AKMA's Random Thoughts

October 30, 2002

Corporate Hearts

Dave Rogers adds some useful comments in our conversation about corporate entities and their attributes. I see his point about ways that corporate entities differ from human individuals (though I wonder how individual we look to our mitochondria?). I don’t by any means want to assimilate corporate groups to the model of a single (rational) individual, and we individuals must resist corporate behavior that contravenes our sense of what’s coherent and liveable. Frank is headed in this direction too (in the same comments); he specifies corporate business entities, and I share his suspicion of businesses. When I talk about corporate groups, I’m thinking about any time people get together to pool their capacities (thus including unions, peace movements, and churches). It’s easy to think of examples in which people live less admirably under the influence of a lowest-common denominator group mind. I don’t want to make any blanket assumptions about group thinking or balance-sheet thinking, though; I want to observe carefully various ways in which groups reflect characteristics distinguishable from their constituent individuals. To that end, I will sometimes speak of the corporate entity as a person; that trope has signficant limitations, so I’ll need to deploy it more carefully than I have in the past.

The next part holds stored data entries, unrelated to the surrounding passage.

impl fmt::Display for AssetKey {
    fn fmt(&self, f: &mut fmt::Formatter<'_>) -> fmt::Result {
        f.write_str(&self.to_user_string())
    }
}

#[derive(Debug, Clone, PartialEq, Serialize, Deserialize)]
#[serde(deny_unknown_fields)]
pub struct ResourceSnap {
    pub key: String,

    #[serde(default)]
    pub description: Option<String>,

    #[serde(default)]
    pub config_field: Option<ConfigFieldSnap>,
}

/// Named run config bundled with a job
#[derive(Debug, Clone, PartialEq, Serialize, Deserialize)]
#[serde(deny_unknown_fields)]
pub struct PresetSnap {
    pub name: String,

    #[serde(default)]
    pub run_config: Value,

    #[serde(default)]
    pub op_selection: Option<Vec<String>>,

    #[serde(default)]
    pub tags: BTreeMap<String, String>,
}

#[derive(Debug, Clone, Copy, PartialEq, Eq, Default, Serialize, Deserialize)]
#[serde(rename_all = "snake_case")]
pub enum InstigatorStatus {
    Running,
    #[default]
    Stopped,
}

#[derive(Debug, Clone, PartialEq, Serialize, Deserialize)]
#[serde(deny_unknown_fields)]
pub struct ScheduleSnap {
    pub name: String,

    pub cron_schedule: String,

    pub job_name: String,

    #[serde(default)]
    pub execution_timezone: Option<String>,

    #[serde(default = "default_mode")]
    pub mode: String,

    #[serde(default)]
    pub partition_set_name: Option<String>,

    #[serde(default)]
    pub default_status: InstigatorStatus,

    #[serde(default)]
    pub description: Option<String>,

    #[serde(default)]
    pub tags: BTreeMap<String, String>,
}

fn default_mode() -> String {
    "default".to_string()
}

#[derive(Debug, Clone, Copy, PartialEq, Eq, Default, Serialize, Deserialize)]
#[serde(rename_all = "snake_case")]
pub enum SensorType {
    #[default]
    Standard,
    RunStatus,
    Asset,
    MultiAsset,
    FreshnessPolicy,
    AutoMaterialize,
}

#[derive(Debug, Clone, PartialEq, Serialize, Deserialize)]
#[serde(deny_unknown_fields)]
pub struct SensorSnap {
    pub name: String,

    /// Primary target, when the sensor targets exactly one job
    #[serde(default)]
    pub job_name: Option<String>,

    #[serde(default)]
    pub targets: Vec<TargetSnap>,

    #[serde(default)]
    pub min_interval_secs: Option<u64>,

    #[serde(default)]
    pub default_status: InstigatorStatus,

    #[serde(default)]
    pub sensor_type: SensorType,

    #[serde(default)]
    pub description: Option<String>,
}

/// A job a sensor can request runs of
#[derive(Debug, Clone, PartialEq, Eq, Serialize, Deserialize)]
#[serde(deny_unknown_fields)]
pub struct TargetSnap {
    pub job_name: String,

    #[serde(default = "default_mode")]
    pub mode: String,

    #[serde(default)]
    pub op_selection: Option<Vec<String>>,
}

impl TargetSnap {
    pub fn new<N: Into<String>>(job_name: N) -> Self {
        Self {
            job_name: job_name.into(),
            mode: default_mode(),
            op_selection: None,
        }
    }
}

#[derive(Debug, Clone, PartialEq, Serialize, Deserialize)]
#[serde(deny_unknown_fields)]
pub struct PartitionSetSnap {
    pub name: String,

    pub job_name: String,

    #[serde(default = "default_mode")]
    pub mode: String,

    pub partitions: PartitionsSnap,
}

/// How a partition set enumerates its partitions
#[derive(Debug, Clone, PartialEq, Eq, Serialize, Deserialize)]
#[serde(tag = "kind", rename_all = "snake_case")]
pub enum PartitionsSnap {
    /// Keys known when the snapshot was taken
    Static { partition_keys: Vec<String> },

    /// Keys held by the worker; fetched on demand
    Dynamic { name: String },
}

/// A config field: type plus requiredness and default
#[derive(Debug, Clone, PartialEq, Serialize, Deserialize)]
#[serde(deny_unknown_fields)]
pub struct ConfigFieldSnap {
    pub config_type: ConfigTypeSnap,

    #[serde(default)]
    pub is_required: bool,

    #[serde(default)]
    pub default_value: Option<Value>,

    #[serde(default)]
    pub description: Option<String>,
}

impl ConfigFieldSnap {
    pub fn required(config_type: ConfigTypeSnap) -> Self {
        Self {
            config_type,
            is_required: true,
            default_value: None,
            description: None,
        }
    }

    pub fn optional(config_type: ConfigTypeSnap) -> Self {
        Self {
            config_type,
            is_required: false,
            default_value: None,
            description: None,
        }
    }

    /// Strict shape with no fields
    pub fn empty_shape() -> Self {
        Self::optional(ConfigTypeSnap::Shape {
            fields: BTreeMap::new(),
            permissive: false,
        })
    }
}

/// Config schema type tree
#[derive(Debug, Clone, PartialEq, Serialize, Deserialize)]
#[serde(tag = "kind", rename_all = "snake_case")]
pub enum ConfigTypeSnap {
    Any,
    Bool,
    Int,
    Float,
    String,
    Array {
        of: Box<ConfigTypeSnap>,
    },
    Noneable {
        of: Box<ConfigTypeSnap>,
    },
    Enum {
        values: Vec<String>,
    },
    Shape {
        fields: BTreeMap<String, ConfigFieldSnap>,
        #[serde(default)]
        permissive: bool,
    },
    /// Exactly one of the fields must be given
    Selector {
        fields: BTreeMap<String, ConfigFieldSnap>,
    },
}

#[derive(Debug, Clone, Copy, PartialEq, Eq, Hash, Serialize, Deserialize)]
#[serde(rename_all = "snake_case")]
pub enum StepKind {
    /// One execution of an op
    Compute,
    /// Fans out once per dynamic output value, resolved at run time
    UnresolvedMapped,
    /// Collects every value of an upstream dynamic output
    UnresolvedCollect,
}

/// A step in a structural execution plan
#[derive(Debug, Clone, PartialEq, Serialize, Deserialize)]
#[serde(deny_unknown_fields)]
pub struct ExecutionStepSnap {
    pub key: String,

    pub op_name: String,

    pub kind: StepKind,

    #[serde(default)]
    pub inputs: Vec<StepInputSnap>,

    #[serde(default)]
    pub outputs: Vec<StepOutputSnap>,

    #[serde(default)]
    pub tags: BTreeMap<String, String>,
}

impl ExecutionStepSnap {
    /// Keys of every step this one reads from
    pub fn upstream_step_keys(&self) -> impl Iterator<Item = &str> {
        self.inputs
            .iter()
            .flat_map(|i| i.upstream.iter().map(|u| u.step_key.as_str()))
    }
}

#[derive(Debug, Clone, PartialEq, Serialize, Deserialize)]
#[serde(deny_unknown_fields)]
pub struct StepInputSnap {
    pub name: String,

    #[serde(default)]
    pub upstream: Vec<StepOutputHandle>,
}

#[derive(Debug, Clone, PartialEq, Eq, Hash, PartialOrd, Ord, Serialize, Deserialize)]
pub struct StepOutputHandle {
    pub step_key: String,
    pub output_name: String,
}

#[derive(Debug, Clone, PartialEq, Serialize, Deserialize)]
#[serde(deny_unknown_fields)]
pub struct StepOutputSnap {
    pub name: String,

    #[serde(default)]
    pub is_dynamic: bool,

    #[serde(default = "default_true")]
    pub is_required: bool,
}

/// Structural plan: every step plus which of them will run
#[derive(Debug, Clone, PartialEq, Serialize, Deserialize)]
#[serde(deny_unknown_fields)]
pub struct ExecutionPlanSnapshot {
    pub job_name: String,

    pub steps: Vec<ExecutionStepSnap>,

    pub step_keys_to_execute: Vec<String>,

    #[serde(default)]
    pub artifacts_persisted: bool,

    /// Snapshot id of the job the plan was built from
    #[serde(default)]
    pub job_snapshot_id: Option<String>,
}

/// A worker-side failure, carried across process boundaries
#[derive(Debug, Clone, PartialEq, Eq, Serialize, Deserialize)]
pub struct SerializableErrorInfo {
    pub message: String,

    #[serde(default)]
    pub cls_name: Option<String>,

    /// Traceback lines as reported by the worker
    #[serde(default)]
    pub stack: Vec<String>,

    #[serde(default)]
    pub cause: Option<Box<SerializableErrorInfo>>,
}

impl SerializableErrorInfo {
    pub fn new<M: Into<String>>(message: M) -> Self {
        Self {
            message: message.into(),
            cls_name: None,
            stack: Vec::new(),
            cause: None,
        }
    }

    /// Message followed by traceback, then each cause in turn
    pub fn to_string_with_stack(&self) -> String {
        let mut out = String::new();
        if let Some(cls) = &self.cls_name {
            out.push_str(cls);
            out.push_str(": ");
        }
        out.push_str(&self.message);
        for line in &self.stack {
            if !out.ends_with('\n') {
                out.push('\n');
            }
            out.push_str(line);
        }
        if let Some(cause) = &self.cause {
            if !out.ends_with('\n') {
                out.push('\n');
            }
            out.push_str("The above exception was caused by the following exception:\n");
            out.push_str(&cause.to_string_with_stack());
        }
        out
    }
}
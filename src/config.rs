/*!
 * Workspace configuration for tether
 *
 * A workspace file lists the code locations a host talks to, the timeouts
 * it applies to them, and how the binary logs. Example:
 *
 * ```toml
 * [logging]
 * level = "debug"
 *
 * [timeouts]
 * request_secs = 30
 *
 * [[locations]]
 * type = "grpc_server"
 * name = "analytics"
 * host = "localhost"
 * port = 4266
 *
 * [[locations]]
 * type = "managed_env"
 * name = "etl"
 * executable = "/usr/local/bin/tether"
 * args = ["serve", "--snapshot", "defs.json"]
 * ```
 */

use crate::error::{Result, TetherError};
use serde::{Deserialize, Serialize};
use std::collections::{BTreeMap, HashSet};
use std::path::{Path, PathBuf};
use std::time::Duration;
use tether_connect::CodeLocationConfig;
use tether_core::{
    CodeLocationOrigin, GrpcServerOrigin, InProcessOrigin, ManagedGrpcEnvOrigin,
};

/// Default workspace file looked up in the current directory
pub const DEFAULT_CONFIG_FILE: &str = "tether.toml";

/// Top-level workspace configuration
#[derive(Debug, Clone, Default, PartialEq, Serialize, Deserialize)]
#[serde(deny_unknown_fields)]
pub struct TetherConfig {
    #[serde(default)]
    pub logging: LoggingConfig,

    #[serde(default)]
    pub timeouts: TimeoutConfig,

    #[serde(default)]
    pub history: HistoryConfig,

    /// Code locations, in the order they were declared
    #[serde(default)]
    pub locations: Vec<LocationConfig>,
}

/// Logging settings for the binary
#[derive(Debug, Clone, Default, PartialEq, Serialize, Deserialize)]
#[serde(deny_unknown_fields)]
pub struct LoggingConfig {
    #[serde(default)]
    pub level: LogLevel,

    /// Write JSON logs to this file instead of compact logs to stderr
    #[serde(default)]
    pub file: Option<PathBuf>,
}

/// Timeouts applied to every code location, in seconds
#[derive(Debug, Clone, Copy, PartialEq, Eq, Serialize, Deserialize)]
#[serde(deny_unknown_fields)]
pub struct TimeoutConfig {
    #[serde(default = "default_connect_secs")]
    pub connect_secs: u64,

    #[serde(default = "default_request_secs")]
    pub request_secs: u64,

    #[serde(default = "default_heartbeat_secs")]
    pub heartbeat_secs: u64,

    #[serde(default = "default_startup_secs")]
    pub startup_secs: u64,
}

impl Default for TimeoutConfig {
    fn default() -> Self {
        Self {
            connect_secs: default_connect_secs(),
            request_secs: default_request_secs(),
            heartbeat_secs: default_heartbeat_secs(),
            startup_secs: default_startup_secs(),
        }
    }
}

impl TimeoutConfig {
    pub fn to_location_config(&self) -> CodeLocationConfig {
        CodeLocationConfig {
            connect_timeout: Duration::from_secs(self.connect_secs),
            request_timeout: Duration::from_secs(self.request_secs),
            heartbeat_timeout: Duration::from_secs(self.heartbeat_secs),
            startup_timeout: Duration::from_secs(self.startup_secs),
        }
    }
}

/// Where run snapshots are stored
#[derive(Debug, Clone, Default, PartialEq, Serialize, Deserialize)]
#[serde(deny_unknown_fields)]
pub struct HistoryConfig {
    /// Directory holding one snapshot file per run
    #[serde(default)]
    pub dir: Option<PathBuf>,
}

/// One code location entry
#[derive(Debug, Clone, PartialEq, Serialize, Deserialize)]
#[serde(tag = "type", rename_all = "snake_case")]
pub enum LocationConfig {
    /// A code server someone else runs
    GrpcServer {
        name: String,

        #[serde(default = "default_host")]
        host: String,

        #[serde(default)]
        port: Option<u16>,

        /// Unix socket path; mutually exclusive with `port`
        #[serde(default)]
        socket: Option<String>,

        #[serde(default)]
        use_ssl: bool,

        /// Extra gRPC metadata sent with every request
        #[serde(default)]
        metadata: BTreeMap<String, String>,
    },

    /// A code server process tether starts and stops
    ManagedEnv {
        name: String,

        executable: PathBuf,

        #[serde(default)]
        args: Vec<String>,

        #[serde(default)]
        working_directory: Option<PathBuf>,

        #[serde(default)]
        env: BTreeMap<String, String>,
    },

    /// Definitions read from a snapshot file inside the tether process
    InProcess { name: String, snapshot: PathBuf },
}

impl LocationConfig {
    pub fn name(&self) -> &str {
        match self {
            LocationConfig::GrpcServer { name, .. }
            | LocationConfig::ManagedEnv { name, .. }
            | LocationConfig::InProcess { name, .. } => name,
        }
    }

    /// Value of the `type` key
    pub fn kind(&self) -> &'static str {
        match self {
            LocationConfig::GrpcServer { .. } => "grpc_server",
            LocationConfig::ManagedEnv { .. } => "managed_env",
            LocationConfig::InProcess { .. } => "in_process",
        }
    }

    /// Origin this entry describes
    pub fn to_origin(&self) -> CodeLocationOrigin {
        match self {
            LocationConfig::GrpcServer {
                name,
                host,
                port,
                socket,
                use_ssl,
                metadata,
            } => CodeLocationOrigin::GrpcServer(GrpcServerOrigin {
                location_name: name.clone(),
                host: host.clone(),
                port: *port,
                socket: socket.clone(),
                use_ssl: *use_ssl,
                additional_metadata: metadata.clone(),
            }),
            LocationConfig::ManagedEnv {
                name,
                executable,
                args,
                working_directory,
                env,
            } => CodeLocationOrigin::ManagedGrpcEnv(ManagedGrpcEnvOrigin {
                location_name: name.clone(),
                executable_path: executable.clone(),
                args: args.clone(),
                working_directory: working_directory.clone(),
                env: env.clone(),
            }),
            LocationConfig::InProcess { name, snapshot } => CodeLocationOrigin::InProcess(
                InProcessOrigin::named(name.clone(), snapshot.to_string_lossy()),
            ),
        }
    }
}

/// Log level for diagnostic output
#[derive(Debug, Clone, Copy, PartialEq, Eq, Serialize, Deserialize, Default)]
#[serde(rename_all = "lowercase")]
pub enum LogLevel {
    /// Only errors
    Error,

    /// Warnings and errors
    Warn,

    /// Info, warnings, and errors
    #[default]
    Info,

    /// Debug and above
    Debug,

    /// All messages including traces
    Trace,
}

impl LogLevel {
    /// Convert to tracing::Level
    pub fn to_tracing_level(&self) -> tracing::Level {
        match self {
            LogLevel::Error => tracing::Level::ERROR,
            LogLevel::Warn => tracing::Level::WARN,
            LogLevel::Info => tracing::Level::INFO,
            LogLevel::Debug => tracing::Level::DEBUG,
            LogLevel::Trace => tracing::Level::TRACE,
        }
    }
}

// Default value functions for serde
fn default_connect_secs() -> u64 {
    10
}

fn default_request_secs() -> u64 {
    60
}

fn default_heartbeat_secs() -> u64 {
    5
}

fn default_startup_secs() -> u64 {
    60
}

fn default_host() -> String {
    "localhost".to_string()
}

impl TetherConfig {
    /// Load and validate a workspace file
    pub fn from_file(path: &Path) -> Result<Self> {
        let contents = std::fs::read_to_string(path).map_err(|e| match e.kind() {
            std::io::ErrorKind::NotFound => TetherError::ConfigNotFound(path.to_path_buf()),
            _ => TetherError::Io(e),
        })?;
        Self::from_toml(&contents)
    }

    /// Parse and validate workspace TOML
    pub fn from_toml(contents: &str) -> Result<Self> {
        let config: TetherConfig = toml::from_str(contents)?;
        config.validate()?;
        Ok(config)
    }

    pub fn validate(&self) -> Result<()> {
        let timeouts = [
            ("connect_secs", self.timeouts.connect_secs),
            ("request_secs", self.timeouts.request_secs),
            ("heartbeat_secs", self.timeouts.heartbeat_secs),
            ("startup_secs", self.timeouts.startup_secs),
        ];
        for (field, value) in timeouts {
            if value == 0 {
                return Err(TetherError::Config(format!(
                    "timeouts.{} must be greater than zero",
                    field
                )));
            }
        }

        let mut seen = HashSet::new();
        for location in &self.locations {
            let name = location.name();
            if name.trim().is_empty() {
                return Err(TetherError::Config(
                    "code location name must not be empty".to_string(),
                ));
            }
            if !seen.insert(name) {
                return Err(TetherError::Config(format!(
                    "code location {} is declared more than once",
                    name
                )));
            }

            match location {
                LocationConfig::GrpcServer { port, socket, .. } => {
                    if port.is_some() && socket.is_some() {
                        return Err(TetherError::Config(format!(
                            "code location {}: set either port or socket, not both",
                            name
                        )));
                    }
                }
                LocationConfig::ManagedEnv { executable, .. } => {
                    if executable.as_os_str().is_empty() {
                        return Err(TetherError::Config(format!(
                            "code location {}: executable must not be empty",
                            name
                        )));
                    }
                }
                LocationConfig::InProcess { snapshot, .. } => {
                    if snapshot.as_os_str().is_empty() {
                        return Err(TetherError::Config(format!(
                            "code location {}: snapshot must not be empty",
                            name
                        )));
                    }
                }
            }
        }
        Ok(())
    }

    pub fn get_location(&self, name: &str) -> Option<&LocationConfig> {
        self.locations.iter().find(|l| l.name() == name)
    }

    pub fn origins(&self) -> Vec<CodeLocationOrigin> {
        self.locations.iter().map(LocationConfig::to_origin).collect()
    }
}

#[cfg(test)]
mod tests {
    use super::*;
    use std::io::Write;
    use tempfile::NamedTempFile;

    const WORKSPACE: &str = r#"
        [logging]
        level = "debug"

        [timeouts]
        request_secs = 30

        [[locations]]
        type = "grpc_server"
        name = "analytics"
        host = "code.internal"
        port = 4266
        use_ssl = true

        [locations.metadata]
        x-deployment = "prod"

        [[locations]]
        type = "grpc_server"
        name = "sockets"
        socket = "/run/tether/defs.sock"

        [[locations]]
        type = "managed_env"
        name = "etl"
        executable = "/usr/local/bin/tether"
        args = ["serve", "--snapshot", "defs.json"]

        [locations.env]
        RUST_LOG = "info"

        [[locations]]
        type = "in_process"
        name = "local"
        snapshot = "defs.json"
    "#;

    #[test]
    fn test_parse_workspace() {
        let config = TetherConfig::from_toml(WORKSPACE).unwrap();
        assert_eq!(config.logging.level, LogLevel::Debug);
        assert_eq!(config.timeouts.request_secs, 30);
        assert_eq!(config.timeouts.connect_secs, 10);
        assert_eq!(config.locations.len(), 4);

        let names: Vec<_> = config.locations.iter().map(|l| l.name()).collect();
        assert_eq!(names, vec!["analytics", "sockets", "etl", "local"]);
        let kinds: Vec<_> = config.locations.iter().map(|l| l.kind()).collect();
        assert_eq!(kinds, vec!["grpc_server", "grpc_server", "managed_env", "in_process"]);
    }

    #[test]
    fn test_origins() {
        let config = TetherConfig::from_toml(WORKSPACE).unwrap();
        let origins = config.origins();

        match &origins[0] {
            CodeLocationOrigin::GrpcServer(o) => {
                assert_eq!(o.endpoint_uri().as_deref(), Some("https://code.internal:4266"));
                assert_eq!(o.additional_metadata["x-deployment"], "prod");
            }
            other => panic!("unexpected origin: {:?}", other),
        }
        match &origins[2] {
            CodeLocationOrigin::ManagedGrpcEnv(o) => {
                assert_eq!(o.args, vec!["serve", "--snapshot", "defs.json"]);
                assert_eq!(o.env["RUST_LOG"], "info");
            }
            other => panic!("unexpected origin: {:?}", other),
        }
        match &origins[3] {
            CodeLocationOrigin::InProcess(o) => assert_eq!(o.target, "defs.json"),
            other => panic!("unexpected origin: {:?}", other),
        }
    }

    #[test]
    fn test_location_config_timeouts() {
        let config = TetherConfig::from_toml(WORKSPACE).unwrap();
        let timeouts = config.timeouts.to_location_config();
        assert_eq!(timeouts.request_timeout, Duration::from_secs(30));
        assert_eq!(timeouts.heartbeat_timeout, Duration::from_secs(5));
    }

    #[test]
    fn test_empty_workspace_uses_defaults() {
        let config = TetherConfig::from_toml("").unwrap();
        assert_eq!(config, TetherConfig::default());
        assert_eq!(config.logging.level, LogLevel::Info);
    }

    #[test]
    fn test_duplicate_names_rejected() {
        let toml = r#"
            [[locations]]
            type = "in_process"
            name = "defs"
            snapshot = "a.json"

            [[locations]]
            type = "in_process"
            name = "defs"
            snapshot = "b.json"
        "#;
        let err = TetherConfig::from_toml(toml).unwrap_err();
        assert!(err.to_string().contains("more than once"));
    }

    #[test]
    fn test_port_and_socket_rejected() {
        let toml = r#"
            [[locations]]
            type = "grpc_server"
            name = "analytics"
            port = 4266
            socket = "/tmp/defs.sock"
        "#;
        assert!(matches!(
            TetherConfig::from_toml(toml),
            Err(TetherError::Config(_))
        ));
    }

    #[test]
    fn test_empty_name_and_zero_timeout_rejected() {
        let toml = r#"
            [[locations]]
            type = "in_process"
            name = " "
            snapshot = "a.json"
        "#;
        assert!(TetherConfig::from_toml(toml).is_err());

        let toml = "[timeouts]\nconnect_secs = 0\n";
        assert!(TetherConfig::from_toml(toml).is_err());
    }

    #[test]
    fn test_unknown_location_type_rejected() {
        let toml = r#"
            [[locations]]
            type = "carrier_pigeon"
            name = "defs"
        "#;
        assert!(matches!(
            TetherConfig::from_toml(toml),
            Err(TetherError::Config(_))
        ));
    }

    #[test]
    fn test_from_file() {
        let mut file = NamedTempFile::new().unwrap();
        file.write_all(WORKSPACE.as_bytes()).unwrap();
        let config = TetherConfig::from_file(file.path()).unwrap();
        assert!(config.get_location("etl").is_some());
        assert!(config.get_location("nope").is_none());

        let err = TetherConfig::from_file(Path::new("/nonexistent/tether.toml")).unwrap_err();
        assert!(matches!(err, TetherError::ConfigNotFound(_)));
    }
}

And as Dave and Pem and Steve (does it seem to anyone else that now that hes a student, he blogs a lot more?) that “authority” isn’t a simple notion. There’s authority, and then there’s authority. This is a major interst of Margaret’s, and I want to consult her before I say much about it—but that’ll mean waiting till tomorrow.

Posted by AKMA at October 30, 2002 11:16 PM | TrackBack
Comments

Hm, have you noticed that? I guess I'm just doing more of my thinking while sitting at or near my desk these days: less thought-to-blog fade happening.

I think I'll coin a phrase:
blogennui--what occurs when you think of something that would be exciting to post, but by the time you reach a computer it doesn't seem so worthwhile

Posted by: steve at October 30, 2002 11:32 PM

Aside from the fact that AKMA has evolved a cool site...Nice topic.

I chimed in here

http://www.stretchingthought.com/2002/11/02#a275

Posted by: Jonathon at November 2, 2002 09:45 PM

Nice scratch...

Yo what about authority based on trust?
http://www.stretchingthought.com/2002/11/02#a275

Posted by: Jonathon at November 2, 2002 09:47 PM

When Batman went home at the end of a night spent fighting crime, he put on a suit and tie and became Bruce Wayne. When Clark Kent saw a news story getting too hot, a phone booth hid his change into Superman. When you're programming, all the variables you juggle around are doing similar tricks as they present one face to you and a totally different one to the machine.

Posted by: Hamond at January 13, 2004 08:40 AM

We can see an example of this in our code we've written so far. In each function's block, we declare variables that hold our data. When each function ends, the variables within are disposed of, and the space they were using is given back to the computer to use. The variables live in the blocks of conditionals and loops we write, but they don't cascade into functions we call, because those aren't sub-blocks, but different sections of code entirely. Every variable we've written has a well-defined lifetime of one function.

Posted by: Edwin at January 13, 2004 08:41 AM

Since the Heap has no definite rules as to where it will create space for you, there must be some way of figuring out where your new space is. And the answer is, simply enough, addressing. When you create new space in the heap to hold your data, you get back an address that tells you where your new space is, so your bits can move in. This address is called a Pointer, and it's really just a hexadecimal number that points to a location in the heap. Since it's really just a number, it can be stored quite nicely into a variable.